In a well-paced, vibrant narrative, Popular Science contributor and Culture Dish blogger Skloot (Creative Writing/Univ. of Memphis) demonstrates that for every human cell put under a microscope, a complex life story is inexorably attached, to which doctors, researchers and laboratories have often been woefully insensitive and unaccountable. In 1951, Henrietta Lacks, an African-American mother of five, was diagnosed with what proved to be a fatal form of cervical cancer.
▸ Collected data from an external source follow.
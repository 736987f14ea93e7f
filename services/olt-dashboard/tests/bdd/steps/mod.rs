//! BDD step definitions for the OLT dashboard service

pub mod dashboard_steps;
pub mod lifecycle_steps;
pub mod normalization_steps;
pub mod traffic_steps;
pub mod view_steps;
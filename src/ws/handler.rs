//! WebSocket upgrade handler

use axum::{
    extract::{
        ws::{Message, WebSocket, WebSocketUpgrade},
        State,
    },
    response::Response,
};
use futures::{
    stream::{SplitSink, SplitStream},
    SinkExt, StreamExt,
};
use tokio::sync::mpsc;
use tracing::{debug, error, info, warn};
use uuid::Uuid;

use crate::app::AppState;
use crate::util::rate_limit::ConnectionRateLimiter;
use crate::ws::protocol::{ClientMsg, ConnId, ServerMsg};

/// WebSocket upgrade handler. Connections are anonymous until they join.
pub async fn ws_handler(ws: WebSocketUpgrade, State(state): State<AppState>) -> Response {
    ws.on_upgrade(move |socket| handle_socket(socket, state))
}

/// Handle the upgraded WebSocket connection
async fn handle_socket(socket: WebSocket, state: AppState) {
    let conn_id: ConnId = Uuid::new_v4();
    info!(conn_id = %conn_id, connections = state.hub.len() + 1, "New WebSocket connection");

    let (ws_sink, ws_stream) = socket.split();

    let outbound = state.hub.register(conn_id);
    state
        .hub
        .send_to(conn_id, ServerMsg::Connected { id: conn_id });

    run_session(conn_id, &state, ws_sink, ws_stream, outbound).await;

    // Unregister first so nothing is queued for a dead socket
    state.hub.unregister(conn_id);
    state.coordinator.disconnected(conn_id).await;

    info!(conn_id = %conn_id, "WebSocket connection closed");
}

/// Run the WebSocket session with read/write split
async fn run_session(
    conn_id: ConnId,
    state: &AppState,
    mut ws_sink: SplitSink<WebSocket, Message>,
    mut ws_stream: SplitStream<WebSocket>,
    mut outbound: mpsc::Receiver<ServerMsg>,
) {
    let rate_limiter = ConnectionRateLimiter::new(state.config.input_rate_limit);

    // Writer task: hub queue -> WebSocket
    let writer_handle = tokio::spawn(async move {
        while let Some(msg) = outbound.recv().await {
            if let Err(e) = send_msg(&mut ws_sink, &msg).await {
                debug!(conn_id = %conn_id, error = %e, "WebSocket send failed");
                break;
            }
        }
        let _ = ws_sink.close().await;
    });

    // Reader loop: WebSocket -> coordinator
    while let Some(result) = ws_stream.next().await {
        match result {
            Ok(Message::Text(text)) => {
                if !rate_limiter.check_input() {
                    warn!(conn_id = %conn_id, "Rate limited input message");
                    continue;
                }

                let client_msg = match serde_json::from_str::<ClientMsg>(&text) {
                    Ok(msg) => msg,
                    Err(e) => {
                        warn!(conn_id = %conn_id, error = %e, "Failed to parse client message");
                        continue;
                    }
                };
                if !client_msg.is_well_formed() {
                    warn!(conn_id = %conn_id, event = client_msg.name(), "Dropping malformed event");
                    continue;
                }

                if !state.coordinator.client_event(conn_id, client_msg).await {
                    debug!(conn_id = %conn_id, "Coordinator channel closed");
                    break;
                }
            }
            Ok(Message::Binary(_)) => {
                warn!(conn_id = %conn_id, "Received binary message, ignoring");
            }
            Ok(Message::Ping(_)) | Ok(Message::Pong(_)) => {}
            Ok(Message::Close(_)) => {
                info!(conn_id = %conn_id, "Client initiated close");
                break;
            }
            Err(e) => {
                error!(conn_id = %conn_id, error = %e, "WebSocket error");
                break;
            }
        }
    }

    writer_handle.abort();
}

/// Send a message over WebSocket
async fn send_msg(sink: &mut SplitSink<WebSocket, Message>, msg: &ServerMsg) -> Result<(), String> {
    let json = serde_json::to_string(msg).map_err(|e| e.to_string())?;
    sink.send(Message::Text(json))
        .await
        .map_err(|e| e.to_string())
}

#[cfg(test)]
mod tests {
    use std::net::SocketAddr;
    use std::sync::Arc;
    use std::time::Duration;

    use tokio::net::{TcpListener, TcpStream};
    use tokio_tungstenite::tungstenite::Message as WsMessage;
    use tokio_tungstenite::{connect_async, MaybeTlsStream, WebSocketStream};

    use super::*;
    use crate::config::Config;
    use crate::game::coordinator::Command;
    use crate::game::CoordinatorHandle;
    use crate::http::build_router;
    use crate::ws::hub::ConnectionHub;

    const WAIT: Duration = Duration::from_secs(5);

    type Client = WebSocketStream<MaybeTlsStream<TcpStream>>;

    /// Serve the real router with a bare command channel standing in for the coordinator
    async fn serve(input_rate_limit: u32) -> (SocketAddr, ConnectionHub, mpsc::Receiver<Command>) {
        let config = Config {
            input_rate_limit,
            ..Config::for_tests()
        };
        let hub = ConnectionHub::new();
        let (coordinator, commands) = CoordinatorHandle::detached(64);
        let state = AppState {
            config: Arc::new(config),
            hub: hub.clone(),
            coordinator,
        };

        let listener = TcpListener::bind("127.0.0.1:0").await.unwrap();
        let addr = listener.local_addr().unwrap();
        tokio::spawn(async move {
            axum::serve(listener, build_router(state)).await.unwrap();
        });
        (addr, hub, commands)
    }

    async fn connect(addr: SocketAddr) -> (Client, ConnId) {
        let (mut client, _) = connect_async(format!("ws://{addr}/ws")).await.unwrap();
        let first = tokio::time::timeout(WAIT, client.next())
            .await
            .unwrap()
            .unwrap()
            .unwrap();
        let WsMessage::Text(text) = first else {
            panic!("expected a text frame first");
        };
        let json: serde_json::Value = serde_json::from_str(&text).unwrap();
        assert_eq!(json["event"], "connected");
        let id = json["data"]["id"].as_str().unwrap().parse().unwrap();
        (client, id)
    }

    async fn next_command(commands: &mut mpsc::Receiver<Command>) -> Command {
        tokio::time::timeout(WAIT, commands.recv())
            .await
            .unwrap()
            .unwrap()
    }

    async fn assert_no_command(commands: &mut mpsc::Receiver<Command>) {
        let pending = tokio::time::timeout(Duration::from_millis(200), commands.recv()).await;
        assert!(pending.is_err(), "unexpected command forwarded");
    }

    #[tokio::test]
    async fn connected_is_first_and_only_valid_events_are_forwarded() {
        let (addr, hub, mut commands) = serve(60).await;
        let (mut client, id) = connect(addr).await;
        assert_eq!(hub.len(), 1);

        client.send(WsMessage::binary(vec![1u8, 2, 3])).await.unwrap();
        client.send(WsMessage::text("not json")).await.unwrap();
        client
            .send(WsMessage::text(r#"{"event":"becomeKiller","data":true}"#))
            .await
            .unwrap();
        client
            .send(WsMessage::text(
                r#"{"event":"playerMove","data":{"x":1e999,"y":0,"z":0}}"#,
            ))
            .await
            .unwrap();
        client
            .send(WsMessage::text(r#"{"event":"joinGame","data":"Red Team"}"#))
            .await
            .unwrap();

        match next_command(&mut commands).await {
            Command::Client { conn_id, msg } => {
                assert_eq!(conn_id, id);
                assert_eq!(msg, ClientMsg::JoinGame("Red Team".to_string()));
            }
            _ => panic!("expected the join to be forwarded first"),
        }
        assert_no_command(&mut commands).await;
    }

    #[tokio::test]
    async fn disconnect_reported_once_after_unregistering() {
        let (addr, hub, mut commands) = serve(60).await;
        let (mut client, id) = connect(addr).await;
        client.close(None).await.unwrap();

        match next_command(&mut commands).await {
            Command::Disconnected { conn_id } => {
                assert_eq!(conn_id, id);
                assert!(hub.is_empty());
            }
            _ => panic!("expected a disconnect"),
        }
        assert_no_command(&mut commands).await;
    }

    #[tokio::test]
    async fn input_over_rate_is_dropped() {
        let (addr, _hub, mut commands) = serve(1).await;
        let (mut client, id) = connect(addr).await;

        for name in ["A", "B", "C", "D"] {
            let frame = format!(r#"{{"event":"joinGame","data":"{name}"}}"#);
            client.send(WsMessage::text(frame)).await.unwrap();
        }
        client.close(None).await.unwrap();

        match next_command(&mut commands).await {
            Command::Client { msg, .. } => assert_eq!(msg, ClientMsg::JoinGame("A".to_string())),
            _ => panic!("expected the first join"),
        }
        match next_command(&mut commands).await {
            Command::Disconnected { conn_id } => assert_eq!(conn_id, id),
            _ => panic!("frames over the rate limit reached the coordinator"),
        }
    }
}
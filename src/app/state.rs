//! Application state shared across routes

use std::sync::Arc;

use crate::config::Config;
use crate::game::{Coordinator, CoordinatorHandle};
use crate::ws::hub::ConnectionHub;

/// Shared application state
#[derive(Clone)]
pub struct AppState {
    pub config: Arc<Config>,
    pub hub: ConnectionHub,
    pub coordinator: CoordinatorHandle,
}

impl AppState {
    /// Build the state and the coordinator it talks to. The caller spawns
    /// `Coordinator::run`.
    pub fn new(config: Config) -> (Self, Coordinator) {
        let config = Arc::new(config);

        // Every open socket, joined or not
        let hub = ConnectionHub::new();

        let (coordinator, handle) = Coordinator::new(config.match_settings.clone(), hub.clone());

        let state = Self {
            config,
            hub,
            coordinator: handle,
        };
        (state, coordinator)
    }
}
impl JoinError {
    fn into_msg(self) -> ServerMsg {
        match self {
            JoinError::InProgress | JoinError::Full => ServerMsg::GameFull(self.to_string()),
            JoinError::InvalidName(_) => ServerMsg::Error {
                code: "invalid_name".to_string(),
                message: self.to_string(),
            },
            JoinError::AlreadyJoined => ServerMsg::Error {
                code: "already_joined".to_string(),
                message: self.to_string(),
            },
        }
    }
}

/// The single process-wide match
pub struct Match {
    settings: MatchSettings,
    /// Join order
    groups: Vec<Participant>,
    phase: Phase,
    rng: ChaCha8Rng,
}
At Johns Hopkins, the doctors harvested cells from her cervix without her permission and distributed them to labs around the globe, where they were multiplied and used for a diverse array of treatments. Known as HeLa cells, they became one of the world's most ubiquitous sources for medical research of everything from hormones, steroids and vitamins to gene mapping, in vitro fertilization, even the polio vaccine—all without the knowledge, must less consent, of the Lacks family. Skloot spent a decade interviewing every relative of Lacks she could find, excavating difficult memories and long-simmering outrage that had lay dormant since their loved one's sorrowful demise. Equal parts intimate biography and brutal clinical reportage, Skloot's graceful narrative adeptly navigates the wrenching Lack family recollections and the sobering, overarching realities of poverty and pre–civil-rights racism. The author's style is matched by a methodical scientific rigor and manifest expertise in the field.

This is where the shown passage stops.